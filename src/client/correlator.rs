use crate::config::CorrelationMode;
use crate::errors::{ClientError, ClientResult};
use crate::pricing::protocol;
use crate::pricing::types::{PricingRequest, PricingResult};
use std::collections::VecDeque;
use std::time::Duration;
use tokio::sync::oneshot;
use tokio::time::Instant;
use uuid::Uuid;

pub type Reply = oneshot::Sender<ClientResult<PricingResult>>;

/// A request accepted from a caller but not yet written to the socket.
struct Queued {
    request: PricingRequest,
    reply: Reply,
}

/// The continuation for a request that is on the wire.
struct Pending {
    id: Uuid,
    request: PricingRequest,
    reply: Reply,
    deadline: Instant,
}

/// A request popped for sending. Either `mark_sent` or `reject` it.
pub struct Ticket {
    pub id: Uuid,
    request: PricingRequest,
    reply: Reply,
}

impl Ticket {
    pub fn reject(self, error: ClientError) {
        let _ = self.reply.send(Err(error));
    }
}

#[derive(Debug, Clone, PartialEq)]
pub enum FrameOutcome {
    Resolved,
    Rejected(ClientError),
    /// No in-flight request claims this frame; it was dropped.
    Unmatched,
}

/// Matches inbound frames to outstanding requests.
///
/// Positional mode allows exactly one request on the wire: the protocol has
/// no request id, so the next frame can only be the answer to the last send.
/// Further requests wait in the FIFO queue until it resolves. Tagged mode
/// stamps each request with a UUID and matches on the echoed id, allowing up
/// to `max_in_flight` concurrent requests answered in any order.
///
/// Every accepted request is resolved or rejected exactly once.
pub struct Correlator {
    mode: CorrelationMode,
    max_in_flight: usize,
    timeout: Duration,
    queue: VecDeque<Queued>,
    in_flight: VecDeque<Pending>,
}

impl Correlator {
    pub fn new(mode: CorrelationMode, max_in_flight: usize, timeout: Duration) -> Self {
        let max_in_flight = match mode {
            CorrelationMode::Positional => 1,
            CorrelationMode::Tagged => max_in_flight.max(1),
        };
        Self {
            mode,
            max_in_flight,
            timeout,
            queue: VecDeque::new(),
            in_flight: VecDeque::new(),
        }
    }

    #[inline]
    pub fn mode(&self) -> CorrelationMode {
        self.mode
    }

    #[inline]
    pub fn queued(&self) -> usize {
        self.queue.len()
    }

    #[inline]
    pub fn in_flight(&self) -> usize {
        self.in_flight.len()
    }

    pub fn enqueue(&mut self, request: PricingRequest, reply: Reply) {
        self.queue.push_back(Queued { request, reply });
    }

    /// Pops the next request that may be written now, with its encoded frame.
    /// Requests whose caller already gave up are dropped here.
    pub fn next_ready(&mut self) -> Option<(Ticket, String)> {
        while self.in_flight.len() < self.max_in_flight {
            let queued = self.queue.pop_front()?;
            if queued.reply.is_closed() {
                tracing::debug!(side = %queued.request.side, "skipping request abandoned by caller");
                continue;
            }

            let id = Uuid::new_v4();
            let wire_id = (self.mode == CorrelationMode::Tagged).then_some(id);
            match protocol::encode_request(&queued.request, wire_id) {
                Ok(frame) => {
                    let ticket = Ticket {
                        id,
                        request: queued.request,
                        reply: queued.reply,
                    };
                    return Some((ticket, frame));
                }
                Err(e) => {
                    let _ = queued.reply.send(Err(e));
                }
            }
        }
        None
    }

    pub fn mark_sent(&mut self, ticket: Ticket, now: Instant) {
        self.in_flight.push_back(Pending {
            id: ticket.id,
            request: ticket.request,
            reply: ticket.reply,
            deadline: now + self.timeout,
        });
    }

    /// Binds one inbound frame to the request it answers.
    pub fn on_frame(&mut self, text: &str) -> FrameOutcome {
        let decoded = protocol::decode_response(text);

        let slot = match (self.mode, decoded.id) {
            (CorrelationMode::Tagged, Some(id)) => self.in_flight.iter().position(|p| p.id == id),
            // Untagged frame: the oldest outstanding request is the only candidate
            _ => (!self.in_flight.is_empty()).then_some(0),
        };

        let Some(pending) = slot.and_then(|i| self.in_flight.remove(i)) else {
            tracing::warn!(id = ?decoded.id, "dropping frame with no matching request");
            return FrameOutcome::Unmatched;
        };

        let result = decoded.body.map(|data| data.into_result(pending.request));
        let outcome = match &result {
            Ok(_) => FrameOutcome::Resolved,
            Err(e) => FrameOutcome::Rejected(e.clone()),
        };
        let _ = pending.reply.send(result);
        outcome
    }

    /// Rejects every request on the wire. Queued requests are kept and will
    /// go out on the next connection.
    pub fn fail_in_flight(&mut self, error: &ClientError) -> usize {
        let n = self.in_flight.len();
        for pending in self.in_flight.drain(..) {
            let _ = pending.reply.send(Err(error.clone()));
        }
        n
    }

    /// Rejects everything, queued or in flight.
    pub fn fail_all(&mut self, error: &ClientError) -> usize {
        let mut n = self.fail_in_flight(error);
        for queued in self.queue.drain(..) {
            let _ = queued.reply.send(Err(error.clone()));
            n += 1;
        }
        n
    }

    pub fn next_deadline(&self) -> Option<Instant> {
        self.in_flight.iter().map(|p| p.deadline).min()
    }

    /// Rejects requests whose deadline has passed. Returns how many expired.
    pub fn expire(&mut self, now: Instant) -> usize {
        let mut expired = 0;
        let mut i = 0;
        while i < self.in_flight.len() {
            if self.in_flight[i].deadline <= now {
                if let Some(pending) = self.in_flight.remove(i) {
                    let _ = pending.reply.send(Err(ClientError::Connection(format!(
                        "no response within {}ms",
                        self.timeout.as_millis()
                    ))));
                    expired += 1;
                }
            } else {
                i += 1;
            }
        }
        expired
    }
}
==================================================
WHAT IS REQUIRED | Reproduce each line from the records that contains the word "VecDeque".

RESPONSE |
use std::collections::VecDeque;
    queue: VecDeque<Queued>,
    in_flight: VecDeque<Pending>,
            queue: VecDeque::new(),
            in_flight: VecDeque::new(),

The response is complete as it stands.